The utilization of computer modeling, site-directed mutagenesis, inhibition kinetic analysis and reaction metabolite analysis allows us to better understand the structure–function relationship between aromatase and its inhibitors. Our results have helped in determining how steroidal and nonsteriodal aromatase inhibitors bind to the active site of the enzyme. This information has also aided in the understanding of the reaction mechanism of aromatase. Furthermore, our structure–function studies of aromatase have generated important information for predicting how environmental chemicals interact with the enzyme. During the last 2 years, a new aromatase computer model based on the X-ray structure of rabbit cytochrome P450 2C5 has been generated and used to evaluate the results obtained from new aromatase mutants produced in this laboratory.

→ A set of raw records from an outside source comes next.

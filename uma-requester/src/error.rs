//! Error types for the GraphQL requester.

use thiserror::Error;
use uma_lib::UmaError;

/// Errors raised while building, sending or decoding a GraphQL request.
#[derive(Error, Debug)]
pub enum RequesterError {
    #[error("invalid base url: {0}")]
    InvalidBaseUrl(String),

    #[error("invalid query payload: {0}")]
    InvalidQuery(String),

    #[error("signing failed: {0}")]
    Signing(String),

    #[error("transport error: {0}")]
    Transport(#[from] reqwest::Error),

    #[error("lightspark request failed: {0}")]
    HttpStatus(reqwest::StatusCode),

    /// First entry of the response `errors` array.
    #[error("{}", graphql_message(.name, .message))]
    Graphql {
        /// `extensions.error_name`, when the server supplies one
        name: Option<String>,
        message: String,
    },

    #[error("malformed response: {0}")]
    MalformedResponse(String),
}

fn graphql_message(name: &Option<String>, message: &str) -> String {
    match name {
        Some(name) => format!("{} - {}", name, message),
        None => message.to_string(),
    }
}

impl From<RequesterError> for UmaError {
    fn from(err: RequesterError) -> Self {
        UmaError::InvoiceCreationFailed(err.to_string())
    }
}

In addition, we have succeeded in the expression and purification of functionally active aromatase using an Escherichia coli expression method. The catalytic properties of this recombinant aromatase are similar to those properties exhibited by the human placental aromatase preparation and the mammalian cell-expressed enzyme. The E. coli expressed aromatase will be very useful for further structure–function studies of aromatase. Our laboratory has also evaluated the growth-inhibiting activity of aromatase inhibitors in estrogen receptor-positive breast cancer using three-dimensional cell cultures of aromatase-over expressing MCF-7 and T-47D cell lines (i.e. MCF-7aro and T-47Daro). Our results demonstrate that these three-dimensional cultures are valuable approaches to assess the growth-inhibiting activity of aromatase inhibitors. Finally, we have identified several phytochemicals to be potent inhibitors of aromatase. To demonstrate the impact of the phytochemicals on estrogen formation in vivo, we showed that the intake of anti-aromatase chemicals from red wine was capable of suppressing MCF-7aro-mediated tumor formation in nude mice and aromatase-induced hyperplasia in a transgenic mouse model in which aromatase is over-expressed in the mammary tissue.